►
//! Tests for the gateway client.

use wiremock::matchers::{header, method, path, query_param};
use wiremock::{Mock, MockServer, ResponseTemplate};

use crate::client::GatewayClient;
use crate::error::{Endpoint, GatewayError};
use crate::types::GatewayConfig;

fn test_config(server_url: &str) -> GatewayConfig {
    GatewayConfig {
        rpc_url: server_url.to_string(),
        api_url: server_url.to_string(),
        token: Some("test-token".to_string()),
    }
}

fn block_json(height: u64, id: &str, txs: usize) -> serde_json::Value {
    let tx_hashes: Vec<_> = (0..txs)
        .map(|i| serde_json::json!({"hash_id": format!("tx{i}"), "return_code": 0}))
        .collect();
    serde_json::json!({
        "block_id": id,
        "header": {
            "chain_id": "test-chain",
            "height": height.to_string(),
            "time": "2024-01-01T00:00:00Z",
            "proposer_address": "ABCDEF",
            "app_hash": "FF00"
        },
        "tx_hashes": tx_hashes
    })
}

#[tokio::test]
async fn test_recent_blocks_maps_summaries() {
    let server = MockServer::start().await;

    Mock::given(method("GET"))
        .and(path("/block"))
        .and(query_param("page", "1"))
        .and(query_param("page_size", "20"))
        .respond_with(ResponseTemplate::new(200).set_body_json(serde_json::json!({
            "data": [block_json(100, "AA01", 2), block_json(99, "AA00", 0)]
        })))
        .mount(&server)
        .await;

    let client = GatewayClient::new(test_config(&server.uri()));
    let blocks = client.recent_blocks(20).await.unwrap();

    assert_eq!(blocks.len(), 2);
    assert_eq!(blocks[0].height, 100);
    assert_eq!(blocks[0].block_id, "aa01");
    assert_eq!(blocks[0].tx_count, 2);
    assert_eq!(blocks[0].proposer.as_deref(), Some("abcdef"));
    assert_eq!(blocks[1].height, 99);
}

#[tokio::test]
async fn test_block_by_height_not_found_is_absent() {
    let server = MockServer::start().await;

    Mock::given(method("GET"))
        .and(path("/block/height/5"))
        .respond_with(ResponseTemplate::new(404).set_body_string("not found"))
        .mount(&server)
        .await;

    let client = GatewayClient::new(test_config(&server.uri()));
    assert!(client.block_by_height(5).await.is_none());
}

#[tokio::test]
async fn test_server_error_is_absent() {
    let server = MockServer::start().await;

    Mock::given(method("GET"))
        .and(path("/block/last"))
        .respond_with(ResponseTemplate::new(500).set_body_string("internal server error"))
        .mount(&server)
        .await;

    let client = GatewayClient::new(test_config(&server.uri()));
    assert!(client.latest_block().await.is_none());
    assert!(client.latest_height().await.is_none());
}

#[tokio::test]
async fn test_malformed_body_is_absent() {
    let server = MockServer::start().await;

    Mock::given(method("GET"))
        .and(path("/tx/abc"))
        .respond_with(ResponseTemplate::new(200).set_body_string("{not json"))
        .mount(&server)
        .await;

    let client = GatewayClient::new(test_config(&server.uri()));
    assert!(client.transaction("abc").await.is_none());
}

#[tokio::test]
async fn test_unreachable_server_is_absent() {
    let listener = std::net::TcpListener::bind("127.0.0.1:0").unwrap();
    let addr = listener.local_addr().unwrap();
    drop(listener);

    let client = GatewayClient::new(test_config(&format!("http://{addr}")));
    assert!(client.blocks(1, 20).await.is_none());
}

#[tokio::test]
async fn test_transaction_detail_passes_fees_through() {
    let server = MockServer::start().await;

    Mock::given(method("GET"))
        .and(path("/tx/abc"))
        .respond_with(ResponseTemplate::new(200).set_body_json(serde_json::json!({
            "hash": "abc",
            "block_id": "b1",
            "tx_type": "Transfer",
            "fee_amount_per_gas_unit": "0.0001"
        })))
        .mount(&server)
        .await;

    let client = GatewayClient::new(test_config(&server.uri()));
    let tx = client.transaction("abc").await.unwrap();

    assert_eq!(tx.fee_or_zero(), "0.0001");
    assert_eq!(tx.gas_wanted_or_zero(), 0);
    assert_eq!(tx.gas_used_or_zero(), 0);
    assert_eq!(tx.tx_type.as_deref(), Some("Transfer"));
}

#[tokio::test]
async fn test_recent_transactions_resolve_blocks() {
    let server = MockServer::start().await;

    Mock::given(method("GET"))
        .and(path("/tx"))
        .and(query_param("page", "1"))
        .and(query_param("page_size", "20"))
        .respond_with(ResponseTemplate::new(200).set_body_json(serde_json::json!({
            "data": [
                {"hash": "T2", "block_id": "b2", "return_code": 1},
                {"hash": "T1", "block_id": "b1"},
                {"hash": "T0", "block_id": "missing"}
            ]
        })))
        .mount(&server)
        .await;

    Mock::given(method("GET"))
        .and(path("/block/hash/b2"))
        .respond_with(ResponseTemplate::new(200).set_body_json(block_json(11, "b2", 1)))
        .mount(&server)
        .await;

    Mock::given(method("GET"))
        .and(path("/block/hash/b1"))
        .respond_with(ResponseTemplate::new(200).set_body_json(block_json(10, "b1", 1)))
        .mount(&server)
        .await;

    Mock::given(method("GET"))
        .and(path("/block/hash/missing"))
        .respond_with(ResponseTemplate::new(404))
        .mount(&server)
        .await;

    let client = GatewayClient::new(test_config(&server.uri()));
    let txs = client.recent_transactions(20).await.unwrap();

    assert_eq!(txs.len(), 2);
    assert_eq!(txs[0].hash, "t2");
    assert_eq!(txs[0].height, 11);
    assert_eq!(txs[0].status_code, 1);
    assert_eq!(txs[1].hash, "t1");
    assert_eq!(txs[1].height, 10);
    assert!(txs[1].is_success());
}

#[tokio::test]
async fn test_validators_unwraps_rpc_envelope() {
    let server = MockServer::start().await;

    Mock::given(method("GET"))
        .and(path("/validators"))
        .and(query_param("page", "2"))
        .and(query_param("per_page", "10"))
        .respond_with(ResponseTemplate::new(200).set_body_json(serde_json::json!({
            "jsonrpc": "2.0",
            "id": -1,
            "result": {
                "block_height": "55",
                "validators": [
                    {"address": "V1", "voting_power": "1000", "proposer_priority": "0"},
                    {"address": "V2", "voting_power": 500, "commission": "0.05"}
                ],
                "count": "2",
                "total": "12"
            }
        })))
        .mount(&server)
        .await;

    let client = GatewayClient::new(test_config(&server.uri()));
    let page = client.validators(2, 10).await.unwrap();

    assert_eq!(page.total, Some(12));
    assert_eq!(page.validators.len(), 2);
    assert_eq!(page.validators[0].voting_power, 1000);
    assert!(page.validators[0].commission.is_none());
    assert_eq!(page.validators[1].commission.as_deref(), Some("0.05"));
}

#[tokio::test]
async fn test_validator_uptime_and_range_check() {
    let server = MockServer::start().await;

    Mock::given(method("GET"))
        .and(path("/validator/V1/uptime"))
        .and(query_param("start", "0"))
        .and(query_param("end", "500"))
        .respond_with(ResponseTemplate::new(200).set_body_json(serde_json::json!({"uptime": 0.975})))
        .mount(&server)
        .await;

    Mock::given(method("GET"))
        .and(path("/validator/V2/uptime"))
        .respond_with(ResponseTemplate::new(200).set_body_json(serde_json::json!({"uptime": 7.0})))
        .mount(&server)
        .await;

    let client = GatewayClient::new(test_config(&server.uri()));
    assert_eq!(client.validator_uptime("V1", 0, 500).await, Some(0.975));
    assert_eq!(client.validator_uptime("V2", 0, 500).await, None);
}

#[tokio::test]
async fn test_commit_signatures_shapes() {
    let server = MockServer::start().await;

    Mock::given(method("GET"))
        .and(path("/validator/V1/commit_signatures"))
        .respond_with(ResponseTemplate::new(200).set_body_json(serde_json::json!(321)))
        .mount(&server)
        .await;

    Mock::given(method("GET"))
        .and(path("/validator/V2/commit_signatures"))
        .respond_with(ResponseTemplate::new(200).set_body_json(serde_json::json!({"count": "42"})))
        .mount(&server)
        .await;

    Mock::given(method("GET"))
        .and(path("/validator/V3/commit_signatures"))
        .respond_with(ResponseTemplate::new(200).set_body_json(serde_json::json!({"unexpected": true})))
        .mount(&server)
        .await;

    let client = GatewayClient::new(test_config(&server.uri()));
    assert_eq!(client.validator_commit_signatures("V1").await, Some(321));
    assert_eq!(client.validator_commit_signatures("V2").await, Some(42));
    assert_eq!(client.validator_commit_signatures("V3").await, None);
}

#[tokio::test]
async fn test_token_header_set_on_indexer_requests() {
    let server = MockServer::start().await;

    Mock::given(method("GET"))
        .and(path("/block/last"))
        .and(header("token", "test-token"))
        .respond_with(ResponseTemplate::new(200).set_body_json(block_json(7, "b7", 0)))
        .expect(1)
        .mount(&server)
        .await;

    let client = GatewayClient::new(test_config(&server.uri()));
    assert_eq!(client.latest_height().await, Some(7));
}

#[tokio::test]
async fn test_token_header_absent_when_not_configured() {
    let server = MockServer::start().await;

    Mock::given(method("GET"))
        .and(path("/block/last"))
        .respond_with(ResponseTemplate::new(200).set_body_json(block_json(7, "b7", 0)))
        .expect(1)
        .mount(&server)
        .await;

    let config = GatewayConfig {
        token: None,
        ..test_config(&server.uri())
    };
    let client = GatewayClient::new(config);
    let _ = client.latest_block().await.unwrap();

    let requests = server.received_requests().await.unwrap();
    assert_eq!(requests.len(), 1);
    assert!(!requests[0].headers.iter().any(|(name, _)| name == "token"));
}

#[tokio::test]
async fn test_token_never_sent_to_rpc_node() {
    let server = MockServer::start().await;

    Mock::given(method("GET"))
        .and(path("/validators"))
        .respond_with(ResponseTemplate::new(200).set_body_json(serde_json::json!({
            "result": {"validators": [], "total": "0"}
        })))
        .mount(&server)
        .await;

    let client = GatewayClient::new(test_config(&server.uri()));
    let page = client.validators(1, 10).await.unwrap();
    assert!(page.validators.is_empty());

    let requests = server.received_requests().await.unwrap();
    assert!(!requests[0].headers.iter().any(|(name, _)| name == "token"));
}

#[tokio::test]
async fn test_request_errors_name_the_failing_endpoint() {
    let server = MockServer::start().await;

    Mock::given(method("GET"))
        .and(path("/tx/AA"))
        .respond_with(ResponseTemplate::new(503).set_body_string("indexer syncing"))
        .mount(&server)
        .await;
    Mock::given(method("GET"))
        .and(path("/validators"))
        .respond_with(ResponseTemplate::new(200).set_body_string("not json"))
        .mount(&server)
        .await;

    let client = GatewayClient::new(test_config(&server.uri()));

    let err = client
        .request::<serde_json::Value>(Endpoint::Indexer, &format!("{}/tx/AA", server.uri()))
        .await
        .unwrap_err();
    assert!(matches!(
        err,
        GatewayError::Status { endpoint: Endpoint::Indexer, status_code: 503, ref body } if body == "indexer syncing"
    ));
    assert_eq!(err.to_string(), "indexer answered 503: indexer syncing");

    let err = client
        .request::<serde_json::Value>(Endpoint::Rpc, &format!("{}/validators", server.uri()))
        .await
        .unwrap_err();
    assert!(matches!(err, GatewayError::Decode { .. }));
    assert_eq!(err.endpoint(), Endpoint::Rpc);

    let err = client
        .request::<serde_json::Value>(Endpoint::Rpc, &format!("{}/missing", server.uri()))
        .await
        .unwrap_err();
    assert!(matches!(err, GatewayError::NotFound { endpoint: Endpoint::Rpc }));
}

#[test]
fn test_config_defaults() {
    let config = GatewayConfig::default();
    assert_eq!(config.rpc_url, "http://localhost:26657");
    assert_eq!(config.api_url, "http://localhost:3000");
    assert!(config.token.is_none());
}
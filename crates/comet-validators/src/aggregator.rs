//! Page loads with concurrent metric fetches and supersede-on-new-request.

use std::future::Future;
use std::pin::Pin;
use std::sync::atomic::{AtomicU64, Ordering};
use std::sync::{Arc, Mutex};

use futures::stream::{FuturesUnordered, StreamExt};
use tokio::sync::watch;
use tokio_util::sync::CancellationToken;
use tracing::{debug, info, warn};

use crate::source::ValidatorSource;
use crate::types::{LoadOutcome, LoadStatus, Metric, PageView, ValidatorRecord};

/// A settled metric fetch, addressed by record index.
enum Settled {
    Uptime(usize, Metric<f64>),
    Signatures(usize, Metric<u64>),
}

impl Settled {
    fn apply(self, records: &mut [ValidatorRecord]) -> bool {
        match self {
            Settled::Uptime(index, metric) => match records.get_mut(index) {
                Some(record) => {
                    record.uptime = metric;
                    true
                }
                None => false,
            },
            Settled::Signatures(index, metric) => match records.get_mut(index) {
                Some(record) => {
                    record.commit_signatures = metric;
                    true
                }
                None => false,
            },
        }
    }
}

type Fetch<'a> = Pin<Box<dyn Future<Output = Settled> + Send + 'a>>;

/// Loads validator pages and publishes them through a `watch` channel.
///
/// At most one load is live at a time. Starting a load cancels the previous
/// one and bumps the view's generation; writes are applied only while the
/// view still carries the writer's generation, so a superseded load can
/// never touch the newer page.
#[derive(Debug)]
pub struct ValidatorAggregator<S> {
    source: S,
    view: watch::Sender<PageView>,
    active: Mutex<Option<CancellationToken>>,
    generation: AtomicU64,
}

impl<S: ValidatorSource> ValidatorAggregator<S> {
    /// Create an aggregator reading from `source`.
    pub fn new(source: S) -> Self {
        Self {
            source,
            view: watch::Sender::new(PageView::default()),
            active: Mutex::new(None),
            generation: AtomicU64::new(0),
        }
    }

    /// The source this aggregator reads from.
    pub fn source(&self) -> &S {
        &self.source
    }

    /// Subscribe to the published page view.
    pub fn watch(&self) -> watch::Receiver<PageView> {
        self.view.subscribe()
    }

    /// Snapshot of the current page view.
    pub fn current(&self) -> PageView {
        self.view.borrow().clone()
    }

    /// Load one page, superseding any load still in flight.
    ///
    /// The skeleton is published as soon as the listing arrives; each metric
    /// is then written into its own record as it settles. Resolves once every
    /// metric has settled, or early if a newer load supersedes this one.
    pub async fn load_page(&self, page: u32, per_page: u32) -> LoadOutcome {
        let (token, generation) = self.supersede(page, per_page);

        let outcome = tokio::select! {
            _ = token.cancelled() => LoadOutcome::Superseded,
            outcome = self.run(generation, page, per_page) => outcome,
        };

        if outcome == LoadOutcome::Superseded {
            debug!(page, per_page, generation, "validator page load superseded");
        }
        outcome
    }

    /// Cancel the previous load and claim a new generation for this one.
    fn supersede(&self, page: u32, per_page: u32) -> (CancellationToken, u64) {
        let token = CancellationToken::new();
        let mut active = self.active.lock().unwrap_or_else(|e| e.into_inner());
        if let Some(previous) = active.replace(token.clone()) {
            previous.cancel();
        }
        let generation = self.generation.fetch_add(1, Ordering::SeqCst) + 1;
        self.view
            .send_replace(PageView::loading(generation, page, per_page));
        (token, generation)
    }

    async fn run(&self, generation: u64, page: u32, per_page: u32) -> LoadOutcome {
        let (listing, latest) = tokio::join!(
            self.source.validators(page, per_page),
            self.source.latest_height()
        );

        let Some(listing) = listing else {
            warn!(page, per_page, "validator listing unavailable");
            return if self.update(generation, |view| {
                view.status = LoadStatus::Unavailable;
                true
            }) {
                LoadOutcome::Unavailable
            } else {
                LoadOutcome::Superseded
            };
        };
        if latest.is_none() {
            warn!(page, "latest height unavailable, uptime cannot be requested");
        }

        let records: Vec<ValidatorRecord> = listing
            .validators
            .into_iter()
            .map(ValidatorRecord::skeleton)
            .collect();
        let addresses: Vec<String> = records.iter().map(|r| r.address.clone()).collect();
        let total = listing.total.unwrap_or(records.len() as u64);

        if !self.update(generation, |view| {
            view.total = total;
            view.records = records;
            true
        }) {
            return LoadOutcome::Superseded;
        }

        let mut fetches: FuturesUnordered<Fetch<'_>> = FuturesUnordered::new();
        for (index, address) in addresses.iter().enumerate() {
            fetches.push(Box::pin(self.fetch_uptime(index, address, latest)));
            fetches.push(Box::pin(async move {
                let count = self.source.commit_signatures(address).await;
                Settled::Signatures(index, Metric::settle(count))
            }));
        }

        while let Some(settled) = fetches.next().await {
            if !self.update(generation, |view| settled.apply(&mut view.records))
                && !self.is_current(generation)
            {
                return LoadOutcome::Superseded;
            }
        }

        if self.update(generation, |view| {
            view.status = LoadStatus::Loaded;
            true
        }) {
            info!(page, per_page, validators = addresses.len(), "validator page loaded");
            LoadOutcome::Loaded
        } else {
            LoadOutcome::Superseded
        }
    }

    async fn fetch_uptime(&self, index: usize, address: &str, latest: Option<u64>) -> Settled {
        let uptime = match latest {
            Some(end) => Metric::settle(self.source.uptime(address, 0, end).await),
            None => Metric::Failed,
        };
        Settled::Uptime(index, uptime)
    }

    /// Apply `f` to the view if it still belongs to `generation`.
    fn update(&self, generation: u64, f: impl FnOnce(&mut PageView) -> bool) -> bool {
        self.view
            .send_if_modified(|view| view.generation == generation && f(view))
    }

    fn is_current(&self, generation: u64) -> bool {
        self.view.borrow().generation == generation
    }
}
◄
__ASSIGNMENT__
Would you print exactly, and only, the lines of the data above from the line with "Create an aggregator" through the line with "pub fn source(&self)", inclusive?

__EXERCISE RESULT__
    /// Create an aggregator reading from `source`.
    pub fn new(source: S) -> Self {
        Self {
            source,
            view: watch::Sender::new(PageView::default()),
            active: Mutex::new(None),
            generation: AtomicU64::new(0),
        }
    }

    /// The source this aggregator reads from.
    pub fn source(&self) -> &S {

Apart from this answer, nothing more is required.